WHAT YOU WILL DO
Exactly reproduce the data from its first line through the line with "that mirror its", leaving out every line after it.

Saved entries

....

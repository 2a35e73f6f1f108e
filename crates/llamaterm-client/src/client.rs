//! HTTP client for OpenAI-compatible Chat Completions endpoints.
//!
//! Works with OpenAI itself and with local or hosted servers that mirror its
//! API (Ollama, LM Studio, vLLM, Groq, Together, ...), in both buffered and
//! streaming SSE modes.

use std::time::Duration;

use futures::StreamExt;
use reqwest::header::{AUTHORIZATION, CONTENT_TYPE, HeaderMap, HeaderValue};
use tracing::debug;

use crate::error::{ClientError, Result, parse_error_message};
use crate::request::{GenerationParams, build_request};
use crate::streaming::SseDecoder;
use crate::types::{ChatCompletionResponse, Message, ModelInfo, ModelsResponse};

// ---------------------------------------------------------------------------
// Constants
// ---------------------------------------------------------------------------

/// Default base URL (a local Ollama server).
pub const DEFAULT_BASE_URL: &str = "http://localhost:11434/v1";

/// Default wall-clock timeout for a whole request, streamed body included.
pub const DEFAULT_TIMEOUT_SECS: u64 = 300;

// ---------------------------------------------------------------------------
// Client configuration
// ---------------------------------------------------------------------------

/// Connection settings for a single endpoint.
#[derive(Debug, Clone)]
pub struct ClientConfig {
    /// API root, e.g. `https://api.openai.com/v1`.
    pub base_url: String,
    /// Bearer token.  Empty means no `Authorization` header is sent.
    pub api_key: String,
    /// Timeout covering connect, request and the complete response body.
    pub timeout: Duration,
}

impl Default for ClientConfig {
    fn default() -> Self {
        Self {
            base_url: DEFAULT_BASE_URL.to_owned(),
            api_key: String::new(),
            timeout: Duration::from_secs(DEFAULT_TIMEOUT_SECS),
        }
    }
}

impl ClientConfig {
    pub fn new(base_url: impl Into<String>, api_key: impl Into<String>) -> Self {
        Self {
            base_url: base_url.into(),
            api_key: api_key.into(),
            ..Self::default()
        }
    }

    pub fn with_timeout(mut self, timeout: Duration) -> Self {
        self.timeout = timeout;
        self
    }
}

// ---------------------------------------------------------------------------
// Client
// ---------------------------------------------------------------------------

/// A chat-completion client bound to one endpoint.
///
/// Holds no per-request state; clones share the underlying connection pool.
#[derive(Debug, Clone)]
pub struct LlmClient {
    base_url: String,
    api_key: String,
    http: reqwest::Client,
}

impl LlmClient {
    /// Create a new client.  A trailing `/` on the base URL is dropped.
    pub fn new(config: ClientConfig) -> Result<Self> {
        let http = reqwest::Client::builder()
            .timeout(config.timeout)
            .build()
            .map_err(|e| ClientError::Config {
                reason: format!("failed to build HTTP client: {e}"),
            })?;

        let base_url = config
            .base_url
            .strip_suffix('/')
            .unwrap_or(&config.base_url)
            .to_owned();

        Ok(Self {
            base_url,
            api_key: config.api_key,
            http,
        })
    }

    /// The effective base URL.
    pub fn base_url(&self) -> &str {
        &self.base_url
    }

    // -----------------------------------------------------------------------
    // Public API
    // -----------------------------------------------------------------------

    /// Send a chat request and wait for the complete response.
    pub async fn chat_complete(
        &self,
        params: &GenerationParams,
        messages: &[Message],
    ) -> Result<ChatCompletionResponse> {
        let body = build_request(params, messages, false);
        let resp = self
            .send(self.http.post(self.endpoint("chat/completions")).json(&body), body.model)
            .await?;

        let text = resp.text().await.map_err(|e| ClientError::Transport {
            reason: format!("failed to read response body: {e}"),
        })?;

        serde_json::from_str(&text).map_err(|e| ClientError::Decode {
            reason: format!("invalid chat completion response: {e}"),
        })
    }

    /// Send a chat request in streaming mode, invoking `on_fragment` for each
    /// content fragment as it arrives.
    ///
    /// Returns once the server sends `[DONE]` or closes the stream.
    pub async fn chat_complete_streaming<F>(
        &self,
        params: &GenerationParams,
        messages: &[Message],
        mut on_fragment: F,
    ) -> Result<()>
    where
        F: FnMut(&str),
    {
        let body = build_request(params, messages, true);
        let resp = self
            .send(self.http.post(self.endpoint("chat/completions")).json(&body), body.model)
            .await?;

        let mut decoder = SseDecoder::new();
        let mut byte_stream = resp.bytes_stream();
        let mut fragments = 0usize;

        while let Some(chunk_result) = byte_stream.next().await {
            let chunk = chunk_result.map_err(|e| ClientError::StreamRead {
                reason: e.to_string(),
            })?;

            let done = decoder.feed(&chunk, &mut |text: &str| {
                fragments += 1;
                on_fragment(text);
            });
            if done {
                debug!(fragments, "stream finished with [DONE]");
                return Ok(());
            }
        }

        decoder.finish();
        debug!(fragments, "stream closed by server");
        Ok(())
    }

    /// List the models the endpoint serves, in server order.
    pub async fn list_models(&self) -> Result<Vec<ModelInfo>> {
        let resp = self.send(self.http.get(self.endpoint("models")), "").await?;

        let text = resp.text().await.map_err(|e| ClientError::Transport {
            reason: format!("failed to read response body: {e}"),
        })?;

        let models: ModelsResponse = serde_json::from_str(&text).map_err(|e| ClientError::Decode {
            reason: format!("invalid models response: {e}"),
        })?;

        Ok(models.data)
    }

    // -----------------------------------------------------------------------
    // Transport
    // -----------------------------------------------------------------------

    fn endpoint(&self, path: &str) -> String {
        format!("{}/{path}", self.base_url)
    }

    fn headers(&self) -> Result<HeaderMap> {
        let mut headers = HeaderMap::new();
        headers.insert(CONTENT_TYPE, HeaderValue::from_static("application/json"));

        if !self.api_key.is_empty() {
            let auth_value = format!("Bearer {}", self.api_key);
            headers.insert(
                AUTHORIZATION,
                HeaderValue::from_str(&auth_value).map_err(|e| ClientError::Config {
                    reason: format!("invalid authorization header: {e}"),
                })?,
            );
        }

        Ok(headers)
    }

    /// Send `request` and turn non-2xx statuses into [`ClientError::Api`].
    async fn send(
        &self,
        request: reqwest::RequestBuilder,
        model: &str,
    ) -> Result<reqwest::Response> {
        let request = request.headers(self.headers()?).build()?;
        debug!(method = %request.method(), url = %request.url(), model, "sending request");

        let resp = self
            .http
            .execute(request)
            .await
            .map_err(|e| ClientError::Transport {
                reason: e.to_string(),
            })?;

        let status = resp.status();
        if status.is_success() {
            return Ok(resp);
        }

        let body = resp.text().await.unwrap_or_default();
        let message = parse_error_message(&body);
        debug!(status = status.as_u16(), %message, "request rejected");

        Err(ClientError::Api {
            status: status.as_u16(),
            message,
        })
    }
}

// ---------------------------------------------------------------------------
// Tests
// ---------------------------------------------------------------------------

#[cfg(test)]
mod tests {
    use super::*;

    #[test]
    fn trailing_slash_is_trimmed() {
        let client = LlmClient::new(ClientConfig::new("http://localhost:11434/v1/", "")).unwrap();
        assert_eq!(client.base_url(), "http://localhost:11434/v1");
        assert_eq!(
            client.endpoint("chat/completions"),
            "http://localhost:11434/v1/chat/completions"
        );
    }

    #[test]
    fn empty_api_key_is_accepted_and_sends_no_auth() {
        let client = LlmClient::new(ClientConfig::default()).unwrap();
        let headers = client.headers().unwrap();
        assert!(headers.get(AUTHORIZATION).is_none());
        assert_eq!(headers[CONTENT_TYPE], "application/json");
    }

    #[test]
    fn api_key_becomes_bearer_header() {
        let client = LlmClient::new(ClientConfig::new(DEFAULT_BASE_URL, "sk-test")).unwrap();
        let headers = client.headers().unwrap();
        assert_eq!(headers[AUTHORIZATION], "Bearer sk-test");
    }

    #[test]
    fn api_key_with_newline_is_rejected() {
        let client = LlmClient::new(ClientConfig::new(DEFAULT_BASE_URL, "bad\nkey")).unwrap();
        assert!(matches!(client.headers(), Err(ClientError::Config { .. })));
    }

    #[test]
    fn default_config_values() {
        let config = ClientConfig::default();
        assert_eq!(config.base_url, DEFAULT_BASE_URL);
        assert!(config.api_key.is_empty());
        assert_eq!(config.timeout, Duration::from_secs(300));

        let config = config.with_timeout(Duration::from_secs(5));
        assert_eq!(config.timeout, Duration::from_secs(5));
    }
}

....

ANSWER SECTION
repository 2a35e73f6f1f108e
filename crates/llamaterm-client/src/client.rs
//! HTTP client for OpenAI-compatible Chat Completions endpoints.
//!
//! Works with OpenAI itself and with local or hosted servers that mirror its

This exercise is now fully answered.